Palmer menyebut proses ini sebagai inner work, atau kerja ke dalam, yang tak kalah penting dari kerja ke luar. Mengapa ini penting? Karena sekali lagi, otentisitas guru terasa di ruang kelas. Peserta didik bisa membedakan guru yang hadir dengan tulus dan guru yang sekadar menjalankan peran. Guru yang mengenal dirinya akan lebih mudah menciptakan ruang aman bagi murid untuk juga mengenal dirinya sendiri. Dan dalam dunia yang kian penuh tekanan sosial ini, kemampuan menjadi diri sendiri adalah bekal hidup yang sangat berharga. Tentu ini bukan perkara mudah. Tak semua guru punya waktu, ruang, atau keberanian untuk menengok ke dalam. Tapi membangun narasi yang jujur bukan berarti membuka semua luka. Ia justru soal menerima kompleksitas diri: bahwa kita pernah gagal, pernah ragu, pernah marah, dan itu manusiawi. Justru dari situ kehangatan muncul, bukan dari kepura-puraan.
Lagi-lagi, tentu ini bukan proses yang instan sebab tak semua guru punya ruang untuk merenung, apalagi menuliskan ulang narasi hidupnya. Tapi sekolah dan lembaga pendidikan bisa mulai menciptakan ruang kecil: sesi-sesi refleksi yang sungguh-sungguh, bukan sekadar formalitas dan laporan supervisi; komunitas pembelajar yang saling mendengarkan, bukan saling menilai apalagi saling membentuk kubu; dan pelatihan yang menghidupkan kembali semangat, bukan sekadar keterampilan teknis.

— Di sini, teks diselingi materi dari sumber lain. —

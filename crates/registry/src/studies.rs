//! ClinicalTrials.gov v2 `studies` response decoding.

use crate::error::RegistryResult;
use serde::Deserialize;
use trialmatch_core::TrialRecord;
use trialmatch_types::{NonEmptyText, SexEligibility};

#[derive(Debug, Default, Deserialize)]
#[serde(rename_all = "camelCase")]
struct StudiesPage {
    #[serde(default)]
    studies: Vec<StudyWire>,
    #[serde(default)]
    total_count: Option<u64>,
    #[serde(default)]
    next_page_token: Option<String>,
}

#[derive(Debug, Default, Deserialize)]
#[serde(rename_all = "camelCase")]
struct StudyWire {
    #[serde(default)]
    protocol_section: ProtocolSectionWire,
}

#[derive(Debug, Default, Deserialize)]
#[serde(rename_all = "camelCase")]
struct ProtocolSectionWire {
    #[serde(default)]
    identification_module: IdentificationWire,
    #[serde(default)]
    eligibility_module: EligibilityWire,
}

#[derive(Debug, Default, Deserialize)]
#[serde(rename_all = "camelCase")]
struct IdentificationWire {
    nct_id: Option<String>,
    brief_title: Option<String>,
}

#[derive(Debug, Default, Deserialize)]
#[serde(rename_all = "camelCase")]
struct EligibilityWire {
    sex: Option<String>,
    minimum_age: Option<String>,
    maximum_age: Option<String>,
    eligibility_criteria: Option<String>,
}

/// Decodes one page of the `studies` endpoint into trial records, in registry order.
///
/// Studies without an NCT id or with an unrecognised sex requirement are skipped.
/// A missing sex requirement means all sexes are accepted.
pub fn decode_studies(body: &str) -> RegistryResult<Vec<TrialRecord>> {
    let page: StudiesPage = serde_json::from_str(body)?;
    tracing::debug!(
        studies = page.studies.len(),
        total = page.total_count,
        more = page.next_page_token.is_some(),
        "decoded registry page"
    );

    Ok(page.studies.into_iter().filter_map(into_record).collect())
}

fn into_record(study: StudyWire) -> Option<TrialRecord> {
    let ProtocolSectionWire {
        identification_module: ident,
        eligibility_module: elig,
    } = study.protocol_section;

    let Some(trial_id) = ident.nct_id.and_then(|id| NonEmptyText::new(id).ok()) else {
        tracing::warn!("registry study without an NCT id skipped");
        return None;
    };

    let sex = match elig.sex.as_deref() {
        None => SexEligibility::All,
        Some(raw) => match raw.parse::<SexEligibility>() {
            Ok(sex) => sex,
            Err(e) => {
                tracing::warn!(trial_id = %trial_id, error = %e, "unrecognised sex requirement; study skipped");
                return None;
            }
        },
    };

    Some(TrialRecord {
        trial_id,
        title: ident.brief_title.unwrap_or_default(),
        sex,
        minimum_age: elig.minimum_age,
        maximum_age: elig.maximum_age,
        eligibility_criteria: elig.eligibility_criteria.unwrap_or_default(),
    })
}
//! Trial records and the registry seam.

use crate::constants::RECRUITING_STATUS;
use crate::duration::AgeBound;
use crate::MatchResult;
use async_trait::async_trait;
use serde::{Deserialize, Serialize};
use trialmatch_types::{NonEmptyText, SexEligibility};

/// One candidate trial as returned by the registry.
///
/// Age limits are kept as the registry's raw strings; they are normalised per evaluation
/// so that a malformed limit only affects this trial.
#[derive(Clone, Debug, PartialEq, Serialize, Deserialize)]
#[serde(rename_all = "camelCase")]
pub struct TrialRecord {
    pub trial_id: NonEmptyText,
    pub title: String,
    #[serde(default)]
    pub sex: SexEligibility,
    #[serde(default)]
    pub minimum_age: Option<String>,
    #[serde(default)]
    pub maximum_age: Option<String>,
    #[serde(default)]
    pub eligibility_criteria: String,
}

impl TrialRecord {
    /// Normalised `(minimum, maximum)` age bounds.
    ///
    /// # Errors
    ///
    /// Returns [`crate::MatchError::MalformedDuration`] if either limit has an unrecognised
    /// unit.
    pub fn age_range(&self) -> MatchResult<(AgeBound, AgeBound)> {
        let min = AgeBound::parse(self.minimum_age.as_deref())?;
        let max = AgeBound::parse(self.maximum_age.as_deref())?;
        Ok((min, max))
    }
}

/// Parameters of one registry search.
#[derive(Clone, Debug, PartialEq, Eq)]
pub struct RegistryQuery {
    /// Condition keyword.
    pub condition: String,
    /// Overall-status filter.
    pub overall_status: &'static str,
}

impl RegistryQuery {
    /// Query for trials currently recruiting for `condition`.
    pub fn recruiting(condition: impl Into<String>) -> Self {
        Self {
            condition: condition.into(),
            overall_status: RECRUITING_STATUS,
        }
    }
}

/// Source of candidate trials.
///
/// Implementations own their transport policy (timeouts, retries). An `Err` means the
/// candidate set for this query could not be obtained; the caller treats it as empty.
#[async_trait]
pub trait TrialRegistry: Send + Sync {
    async fn search(&self, query: &RegistryQuery) -> MatchResult<Vec<TrialRecord>>;
}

Karena guru bukan hanya pelaksana kurikulum, ia adalah manusia yang tengah menjalani proses pembentukan dirinya sendiri, terus-menerus.
Lagipula, mengajar adalah kerja hati, bukan hanya kerja otak. Dan hati itu dibentuk dari perjalanan panjang yang kita lalui sebagai manusia. Maka mari kita mulai melihat tugas kita sebagai guru bukan hanya dari tentang teknis mengajar saja, tapi juga dari cerita hidup yang kita bawa ke kelas, secara jujur dan sadar. Karena di balik setiap pelajaran yang sampai ke peserta didik kita, selalu ada kisah yang lebih besar, kisah tentang bagaimana menjadi manusia.
Bagi kita para guru, Palmer menulis, “Good teaching comes from the identity and integrity of the teacher.” Dan identitas dan integritas itu tumbuh dari keberanian untuk menengok ke dalam. Maka, sebelum bicara soal kurikulum, asesmen, atau teknologi pengajaran, barangkali kita perlu lebih dulu menjawab satu pertanyaan penting: Who are you, really? Sebab dari situlah semuanya bermula, pembelajaran yang kita harapkan sungguh memanusiakan manusia itu.